The last month or so has been a bit more of a whirlwind than usual. There have been some big shifts in the dynamic of how my personal life works. My lovely wife has a new job that involves a lengthy commute so I’ve taken on the mantle of child wrangling solo during the work week. It’s the closest I ever hope to come to being a single parent! Needless to say it’s been a large adjustment for all of us, including huge organisational shifts that affect the amount of sleep we get, the amount of time we spend together as a family and generally how our domestic setup ‘runs’.
Of course, I’ve been running a Kickstarter campaign, working full time and doing freelance work while all of this has been happening. It’s been an interesting challenge, that so far has been a lot smoother than any of us expected

To me it seems quite often in life the worries you have going into any particular situation are never the problems that actually end up causing strife. At heart, I’m a problem solver. I can roll with a situation and figure out a plan at the drop of a hat. My wife is a planner. She risk assesses a situation and tries to prepare for worst case scenarios. Going into this lifestyle shift we felt prepared and at a certain point we simply shrugged and told ourselves that we would figure things out as we go. I have more than enough confidence in us as a family unit to be able to do this, so I was quite laid back about it. To me the whole thing hinged on my wife making a situation work that she is excited and passionate about… A sucker bet (against) for anyone that doesn’t know her well.

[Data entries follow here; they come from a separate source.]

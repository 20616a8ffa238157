//! Application Errors
//!
//! One error type shared by the API client, the payment flow and the
//! form handlers. Every variant renders as a message fit for a toast.

use serde::Deserialize;
use thiserror::Error;

/// Common result type for fallible operations
pub type AppResult<T> = Result<T, AppError>;

#[derive(Debug, Clone, PartialEq, Error)]
pub enum AppError {
    /// The request never produced an HTTP response
    #[error("Network error: {0}")]
    Network(String),

    /// 401 from the backend, or no credential to send
    #[error("Your session has expired, please log in again")]
    Unauthorized,

    #[error("Not found: {0}")]
    NotFound(String),

    /// Caught before anything was submitted
    #[error("{0}")]
    Validation(String),

    /// Non-2xx response; the backend's message is shown verbatim
    #[error("{0}")]
    Rejected(String),

    /// 2xx response whose body does not match the expected schema
    #[error("Unexpected response from {endpoint}: {detail}")]
    SchemaMismatch { endpoint: String, detail: String },

    #[error("Storage error: {0}")]
    Storage(String),

    /// The checkout widget was closed without paying
    #[error("Payment cancelled")]
    Cancelled,
}

const GENERIC_REJECTION: &str = "Something went wrong, please try again";

/// Error bodies seen from the backend: `{ "message": ... }` or `{ "error": ... }`
#[derive(Debug, Deserialize)]
struct ErrorBody {
    message: Option<String>,
    error: Option<String>,
}

impl AppError {
    /// Map a non-2xx status and its raw body to an error.
    pub fn from_status(status: u16, endpoint: &str, body: &str) -> Self {
        match status {
            401 => AppError::Unauthorized,
            404 => AppError::NotFound(
                backend_message(body).unwrap_or_else(|| endpoint.to_string()),
            ),
            _ => AppError::Rejected(
                backend_message(body).unwrap_or_else(|| GENERIC_REJECTION.to_string()),
            ),
        }
    }

    pub fn schema(endpoint: &str, err: impl std::fmt::Display) -> Self {
        AppError::SchemaMismatch {
            endpoint: endpoint.to_string(),
            detail: err.to_string(),
        }
    }

    pub fn is_unauthorized(&self) -> bool {
        matches!(self, AppError::Unauthorized)
    }
}

fn backend_message(body: &str) -> Option<String> {
    let parsed: ErrorBody = serde_json::from_str(body).ok()?;
    parsed
        .message
        .or(parsed.error)
        .map(|m| m.trim().to_string())
        .filter(|m| !m.is_empty())
}

impl From<reqwest::Error> for AppError {
    fn from(err: reqwest::Error) -> Self {
        AppError::Network(err.to_string())
    }
}
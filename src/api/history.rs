//! Payment History Endpoint

use serde::Deserialize;

use super::ApiClient;
use crate::error::AppResult;
use crate::models::PaymentRecord;

const HISTORY_PATH: &str = "/api/paymenthistory/history";

/// The backend has answered with both a bare list and `{ history: [...] }`
#[derive(Deserialize)]
#[serde(untagged)]
enum HistoryBody {
    List(Vec<PaymentRecord>),
    Wrapped { history: Vec<PaymentRecord> },
}

impl From<HistoryBody> for Vec<PaymentRecord> {
    fn from(body: HistoryBody) -> Self {
        match body {
            HistoryBody::List(records) | HistoryBody::Wrapped { history: records } => records,
        }
    }
}

impl ApiClient {
    /// Newest first as returned by the backend
    pub async fn payment_history(&self) -> AppResult<Vec<PaymentRecord>> {
        let body: HistoryBody = self.get_json(HISTORY_PATH).await?;
        Ok(body.into())
    }
}

#[cfg(test)]
mod tests {
    use super::*;
    use crate::api::decode;
    use crate::error::AppError;

    fn parse_history(body: &str) -> AppResult<Vec<PaymentRecord>> {
        decode::<HistoryBody>(HISTORY_PATH, body).map(Into::into)
    }

    const RECORD: &str = r#"{"orderId":"o1","amount":350,"status":"paid","items":[]}"#;

    #[test]
    fn test_bare_list() {
        let records = parse_history(&format!("[{RECORD}]")).unwrap();
        assert_eq!(records.len(), 1);
        assert_eq!(records[0].status, "paid");
    }

    #[test]
    fn test_wrapped_list() {
        let records = parse_history(&format!(r#"{{"history":[{RECORD},{RECORD}]}}"#)).unwrap();
        assert_eq!(records.len(), 2);
    }

    #[test]
    fn test_other_shape_is_mismatch() {
        let err = parse_history(r#"{"orders":[]}"#).unwrap_err();
        assert!(matches!(err, AppError::SchemaMismatch { .. }));
    }
}
//! Wallet Page
//!
//! Balance, recent transactions and top-up through the payment flow.

use leptos::prelude::*;
use leptos::task::spawn_local;

use crate::api::use_api;
use crate::context::use_app_context;
use crate::error::AppError;
use crate::models::{format_price, format_timestamp, WalletSummary};
use crate::payment::{PaymentChannel, PaymentInitiator, Prefill, RazorpayWidget};
use crate::store::{use_app_store, AppStateStoreFields};
use crate::validation;

const QUICK_AMOUNTS: [f64; 3] = [100.0, 500.0, 1000.0];

#[component]
pub fn WalletPage() -> impl IntoView {
    let ctx = use_app_context();
    let store = use_app_store();
    let api = use_api();

    let (summary, set_summary) = signal(None::<WalletSummary>);
    let (amount, set_amount) = signal(String::new());
    let (busy, set_busy) = signal(false);
    let (reload, set_reload) = signal(0u32);

    // Load wallet on mount and after each top-up
    Effect::new(move |_| {
        let _ = reload.get();
        let api = api.get_value();
        spawn_local(async move {
            match api.wallet().await {
                Ok(loaded) => {
                    store.wallet_balance().set(Some(loaded.balance));
                    set_summary.set(Some(loaded));
                }
                Err(e) => ctx.report(&e),
            }
        });
    });

    let top_up = move |ev: web_sys::SubmitEvent| {
        ev.prevent_default();
        let value = match validation::amount(&amount.get_untracked()) {
            Ok(value) => value,
            Err(e) => return ctx.report(&e),
        };
        let prefill = store
            .profile()
            .with_untracked(|p| p.as_ref().map(Prefill::from))
            .unwrap_or_default();
        let api = api.get_value();
        set_busy.set(true);
        spawn_local(async move {
            let widget = RazorpayWidget;
            let result = PaymentInitiator::new(&api, &widget, api.config())
                .settle(PaymentChannel::Wallet, value, "Wallet top-up", prefill)
                .await;
            set_busy.set(false);
            match result {
                Ok(_) => {
                    ctx.success(format!("Added {} to your wallet", format_price(value)));
                    set_amount.set(String::new());
                    set_reload.update(|n| *n += 1);
                }
                Err(AppError::Cancelled) => {
                    log::info!("[WALLET] Payment window closed");
                    ctx.info("Top-up cancelled");
                }
                Err(e) => ctx.report(&e),
            }
        });
    };

    view! {
        <section class="wallet-page">
            <h2>"Wallet"</h2>
            <div class="wallet-balance">
                {move || match store.wallet_balance().get() {
                    Some(balance) => format_price(balance),
                    None => "—".to_string(),
                }}
            </div>
            <form class="top-up-form" on:submit=top_up>
                <input
                    type="number"
                    min="1"
                    step="any"
                    placeholder="Amount"
                    prop:value=move || amount.get()
                    on:input=move |ev| set_amount.set(event_target_value(&ev))
                />
                {QUICK_AMOUNTS.iter().map(|&quick| view! {
                    <button type="button" class="quick-amount" on:click=move |_| set_amount.set(quick.to_string())>
                        {format_price(quick)}
                    </button>
                }).collect_view()}
                <button type="submit" class="primary" disabled=move || busy.get()>
                    {move || if busy.get() { "Processing..." } else { "Add money" }}
                </button>
            </form>
            <h3>"Transactions"</h3>
            {move || summary.get().map(|summary| {
                if summary.transactions.is_empty() {
                    return view! { <p class="empty">"No transactions yet"</p> }.into_any();
                }
                view! {
                    <ul class="transactions">
                        {summary.transactions.into_iter().map(|tx| {
                            let when = tx.created_at.as_deref().map(format_timestamp).unwrap_or_default();
                            let label = tx.description.clone().unwrap_or_else(|| tx.kind.clone());
                            let class = if tx.kind == "debit" { "tx debit" } else { "tx credit" };
                            view! {
                                <li class=class>
                                    <span class="tx-label">{label}</span>
                                    <span class="tx-when">{when}</span>
                                    <span class="tx-amount">{format_price(tx.amount)}</span>
                                </li>
                            }
                        }).collect_view()}
                    </ul>
                }.into_any()
            })}
        </section>
    }
}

Up to now we’ve had a somewhat equal ratio on the time we have with our daughter, we didn’t have a ‘primary carer’, though I’d probably say I edged it if pressed. I certainly never feel like a natural with the whole parenting gig. It’s always wrong to make assumptions from general observations, but I feel like other people have a much better handle on things compared to me. Having said that I’m comforted by my own perceived short-comings. I’d only really be worried if I ever felt like I was doing a great job. I keep myself quite honest trying to be better.

All in all, our daughter gets a ‘zonal’ approach from us. She gets different aspects of care from each of her parents. We work best as a unit. So it’s been an eye-opener to have to assess what aspects of my care are missing when my wife isn’t always there.
I’m great at the nuts and bolts stuff. Food, clean clothes, reading, learning, all the domestic stuff that kids don’t care all that much about. My wife is more empathetic, I feel like there’s a lot more shared affection and play. We’re pretty unified on discipline.
I’ll admit I’m being hyper analytical with these thoughts, it’s never as clear cut as I’ve explained. But I felt like it was important to consider how I might need to shift things to make myself a more rounded carer.

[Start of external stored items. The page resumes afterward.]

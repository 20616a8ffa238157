//! Google Sign-In Button
//!
//! Binds Google Identity Services (loaded by `index.html`). The ID
//! token it hands back is exchanged for a backend session.

use leptos::prelude::*;
use leptos::task::spawn_local;
use wasm_bindgen::prelude::*;

use crate::api::use_api;
use crate::config::AppConfig;
use crate::context::use_app_context;
use crate::error::AppError;
use crate::models::AuthSession;

#[wasm_bindgen]
extern "C" {
    #[wasm_bindgen(js_namespace = ["google", "accounts", "id"], js_name = initialize, catch)]
    fn gsi_initialize(config: &JsValue) -> Result<(), JsValue>;

    #[wasm_bindgen(js_namespace = ["google", "accounts", "id"], js_name = prompt, catch)]
    fn gsi_prompt() -> Result<(), JsValue>;
}

/// `response.credential` from the GSI callback
fn credential_of(response: &JsValue) -> Option<String> {
    js_sys::Reflect::get(response, &"credential".into())
        .ok()
        .and_then(|c| c.as_string())
}

#[component]
pub fn GoogleSignIn(#[prop(into)] on_session: Callback<AuthSession>) -> impl IntoView {
    let ctx = use_app_context();
    let api = use_api();
    let client_id = expect_context::<AppConfig>().google_client_id;
    let enabled = client_id.is_some();
    let client_id = StoredValue::new(client_id);

    let start = move |_| {
        let Some(client_id) = client_id.get_value() else {
            return;
        };

        let callback = Closure::<dyn Fn(JsValue)>::new(move |response: JsValue| {
            let Some(credential) = credential_of(&response) else {
                ctx.report(&AppError::Rejected("Google sign-in was not completed".to_string()));
                return;
            };
            spawn_local(async move {
                match api.get_value().google_login(&credential).await {
                    Ok(session) => on_session.run(session),
                    Err(e) => ctx.report(&e),
                }
            });
        });

        let config = js_sys::Object::new();
        let _ = js_sys::Reflect::set(&config, &"client_id".into(), &JsValue::from(client_id));
        let _ = js_sys::Reflect::set(&config, &"callback".into(), callback.as_ref());
        // GSI keeps the callback for the page's lifetime
        callback.forget();

        if let Err(e) = gsi_initialize(&config).and_then(|_| gsi_prompt()) {
            log::error!("[AUTH] Google Identity Services unavailable: {:?}", e);
            ctx.report(&AppError::Network("Google sign-in is unavailable".to_string()));
        }
    };

    view! {
        <Show when=move || enabled>
            <button type="button" class="google-btn" on:click=start>
                "Continue with Google"
            </button>
        </Show>
    }
}
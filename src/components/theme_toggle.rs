//! Theme Toggle Component
//!
//! Flips light/dark, persists the choice and mirrors it on `<body>`.

use leptos::prelude::*;

use crate::context::use_app_context;
use crate::store::{use_app_store, AppStateStoreFields, Theme};

fn apply_theme(theme: Theme) {
    let Some(body) = web_sys::window().and_then(|w| w.document()).and_then(|d| d.body()) else {
        return;
    };
    if let Err(e) = body.class_list().toggle_with_force("dark", theme == Theme::Dark) {
        log::warn!("[THEME] Failed to apply theme: {:?}", e);
    }
}

#[component]
pub fn ThemeToggle() -> impl IntoView {
    let ctx = use_app_context();
    let store = use_app_store();

    Effect::new(move |_| apply_theme(store.theme().get()));

    let toggle = move |_| {
        let next = store.theme().get_untracked().toggled();
        store.theme().set(next);
        if let Err(e) = next.save(&ctx.storage()) {
            ctx.report(&e);
        }
    };

    view! {
        <button class="theme-toggle" title="Toggle theme" on:click=toggle>
            {move || if store.theme().get() == Theme::Dark { "☀" } else { "🌙" }}
        </button>
    }
}
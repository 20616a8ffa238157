//! Local Cart Operations
//!
//! Pure functions over a cart's line items. Quantities never drop
//! below one through these helpers; removal is always explicit.

use serde::{Deserialize, Serialize};

use crate::models::{Contributor, LineItem};

pub const MIN_QUANTITY: i64 = 1;

/// Add `item`, merging into an existing entry with the same `item_id`.
pub fn add_item(items: &mut Vec<LineItem>, item: LineItem) {
    let added = item.quantity.max(MIN_QUANTITY);
    match items.iter_mut().find(|existing| existing.item_id == item.item_id) {
        Some(existing) => existing.quantity += added,
        None => items.push(LineItem {
            quantity: added,
            ..item
        }),
    }
}

/// Set an item's quantity, clamped to the floor. Returns false if absent.
pub fn set_quantity(items: &mut [LineItem], item_id: &str, quantity: i64) -> bool {
    match items.iter_mut().find(|item| item.item_id == item_id) {
        Some(item) => {
            item.quantity = quantity.max(MIN_QUANTITY);
            true
        }
        None => false,
    }
}

pub fn increment(items: &mut [LineItem], item_id: &str) -> bool {
    let current = quantity_of(items, item_id);
    current.is_some_and(|q| set_quantity(items, item_id, q + 1))
}

/// Decrementing at the floor leaves the quantity at one
pub fn decrement(items: &mut [LineItem], item_id: &str) -> bool {
    let current = quantity_of(items, item_id);
    current.is_some_and(|q| set_quantity(items, item_id, q - 1))
}

pub fn remove_item(items: &mut Vec<LineItem>, item_id: &str) -> bool {
    let before = items.len();
    items.retain(|item| item.item_id != item_id);
    items.len() != before
}

pub fn quantity_of(items: &[LineItem], item_id: &str) -> Option<i64> {
    items
        .iter()
        .find(|item| item.item_id == item_id)
        .map(|item| item.quantity)
}

/// Σ price × quantity over the whole cart
pub fn cart_total(items: &[LineItem]) -> f64 {
    items.iter().map(LineItem::line_total).fold(0.0, |acc, x| acc + x)
}

/// Units in the cart, shown on the nav badge
pub fn item_count(items: &[LineItem]) -> i64 {
    items.iter().map(|item| item.quantity).sum()
}

/// Copies of `items` attributed to `contributor`, as sent on join
pub fn stamp_contributor(items: &[LineItem], contributor: &Contributor) -> Vec<LineItem> {
    items
        .iter()
        .cloned()
        .map(|item| item.with_contributor(contributor.clone()))
        .collect()
}

/// Cart snapshot handed from the cart page to the checkout page
#[derive(Debug, Clone, PartialEq, Serialize, Deserialize)]
pub struct CheckoutHandoff {
    pub items: Vec<LineItem>,
    pub total: f64,
}

impl CheckoutHandoff {
    pub fn from_items(items: Vec<LineItem>) -> Self {
        let total = cart_total(&items);
        Self { items, total }
    }
}

#[cfg(test)]
mod tests {
    use super::*;
    use crate::models::format_price;

    fn rice() -> LineItem {
        LineItem::new("A", "Rice", 100.0, 1)
    }

    #[test]
    fn test_duplicate_add_increments() {
        let mut items = Vec::new();
        add_item(&mut items, rice());
        add_item(&mut items, rice());

        assert_eq!(items.len(), 1);
        assert_eq!(items[0].quantity, 2);
    }

    #[test]
    fn test_add_clamps_incoming_quantity() {
        let mut items = Vec::new();
        add_item(&mut items, LineItem::new("A", "Rice", 100.0, 0));
        assert_eq!(items[0].quantity, 1);
    }

    #[test]
    fn test_set_quantity_floor() {
        let mut items = vec![rice()];
        assert!(set_quantity(&mut items, "A", 0));
        assert_eq!(items[0].quantity, 1);
        assert!(set_quantity(&mut items, "A", -5));
        assert_eq!(items[0].quantity, 1);
        assert!(!set_quantity(&mut items, "missing", 3));
    }

    #[test]
    fn test_decrement_never_removes() {
        let mut items = vec![rice()];
        assert!(decrement(&mut items, "A"));
        assert_eq!(items.len(), 1);
        assert_eq!(items[0].quantity, 1);
    }

    #[test]
    fn test_increment_then_decrement() {
        let mut items = vec![rice()];
        increment(&mut items, "A");
        increment(&mut items, "A");
        decrement(&mut items, "A");
        assert_eq!(quantity_of(&items, "A"), Some(2));
    }

    #[test]
    fn test_remove_item() {
        let mut items = vec![rice(), LineItem::new("B", "Oil", 150.0, 1)];
        assert!(remove_item(&mut items, "A"));
        assert!(!remove_item(&mut items, "A"));
        assert_eq!(items.len(), 1);
    }

    #[test]
    fn test_totals() {
        let items = vec![
            LineItem::new("A", "Rice", 100.0, 2),
            LineItem::new("B", "Oil", 150.0, 1),
        ];
        assert_eq!(cart_total(&items), 350.0);
        assert_eq!(item_count(&items), 3);
        assert_eq!(cart_total(&[]), 0.0);
    }

    #[test]
    fn test_empty_cart_renders_zero_total() {
        assert!(cart_total(&[]).is_sign_positive());
        assert_eq!(format_price(cart_total(&[])), "₹0.00");
    }

    #[test]
    fn test_stamp_contributor() {
        let alice = Contributor::new("Alice", "alice@x.com");
        let stamped = stamp_contributor(&[rice()], &alice);
        assert_eq!(stamped[0].added_by.as_ref(), Some(&alice));
    }

    #[test]
    fn test_handoff_total() {
        let handoff = CheckoutHandoff::from_items(vec![LineItem::new("A", "Rice", 100.0, 3)]);
        assert_eq!(handoff.total, 300.0);
    }
}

By now you may be wondering what the hell my point is. Fair enough.

Collaboration is key to so many things in life. Being able to work with others, finding people that fill the gaps in your skillset or knowledge. Hopefully you’ll do the same for them.
It’s a tough gig to find the right people, but the starting point is a huge dose of honesty in figuring out what help you might need, what parts might be missing?

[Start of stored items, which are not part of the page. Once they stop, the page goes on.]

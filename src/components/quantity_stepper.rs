//! Quantity Stepper Component
//!
//! `-` / `+` pair that never emits a quantity below one.

use leptos::prelude::*;

use crate::cart::MIN_QUANTITY;

#[component]
pub fn QuantityStepper(
    quantity: i64,
    #[prop(into)] on_change: Callback<i64>,
    #[prop(optional, into)] disabled: Signal<bool>,
) -> impl IntoView {
    view! {
        <div class="qty-stepper">
            <button
                class="qty-btn"
                disabled=move || { disabled.get() || quantity <= MIN_QUANTITY }
                on:click=move |_| on_change.run((quantity - 1).max(MIN_QUANTITY))
            >
                "−"
            </button>
            <span class="qty">{quantity}</span>
            <button
                class="qty-btn"
                disabled=move || disabled.get()
                on:click=move |_| on_change.run(quantity + 1)
            >
                "+"
            </button>
        </div>
    }
}
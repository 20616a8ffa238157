//! Listing Endpoints
//!
//! Stores (with their products), drivers and the shop report.

use super::ApiClient;
use crate::error::AppResult;
use crate::models::{Driver, Product, ShopAnalysis, Store};

impl ApiClient {
    pub async fn stores(&self) -> AppResult<Vec<Store>> {
        self.get_json("/api/store").await
    }

    pub async fn drivers(&self) -> AppResult<Vec<Driver>> {
        self.get_json("/api/drivers").await
    }

    pub async fn shop_analysis(&self) -> AppResult<ShopAnalysis> {
        self.get_json("/api/shop-analysis").await
    }
}

/// Flatten every store's products into one catalog, tagging each with
/// its store when the backend left `storeId` out.
pub fn catalog(stores: &[Store]) -> Vec<Product> {
    stores
        .iter()
        .flat_map(|store| {
            store.products.iter().cloned().map(move |mut product| {
                if product.store_id.is_none() {
                    product.store_id = Some(store.id.clone());
                }
                product
            })
        })
        .collect()
}

#[cfg(test)]
mod tests {
    use super::*;

    #[test]
    fn test_catalog_tags_store() {
        let stores: Vec<Store> = serde_json::from_str(
            r#"[
                {"id":"s1","name":"Corner","products":[{"id":"p1","name":"Rice","price":100}]},
                {"id":"s2","name":"Mart","products":[{"id":"p2","name":"Oil","price":150,"storeId":"other"}]}
            ]"#,
        )
        .unwrap();

        let products = catalog(&stores);
        assert_eq!(products.len(), 2);
        assert_eq!(products[0].store_id.as_deref(), Some("s1"));
        assert_eq!(products[1].store_id.as_deref(), Some("other"));
    }
}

This principle can be applied in small ways that have a huge impact. It might just mean getting a second pair of eyes on a script to help you figure out what might not be working. Or it could mean a huge slice of aid that makes massive improvements… Like collaborating with editors, artists, colourists and letterers to make a script come to life. (I’d particularly mention lettering for a small outlay/big improvement ratio as a sweeping generealisation.)

I guess when a dynamic shifts in a direction where an element is taken away it’s a lot easier to realise the impact. From a point of view where you are rolling along alone; it might be impossible to imagine things could be better with the correct input.

If the last month has taught me anything… Yes, we can do everything ourselves, it can work, it’s fine. Sometimes it’s brilliant! But there is always the possibility it could be better if you’re surrounded by people that elevate you.

This little epiphany is of great interest to me as I will be starting a prolonged period of solo creative output in the next few months. I’ll be discovering, afresh, where I might need to seek out some help to make my work even better.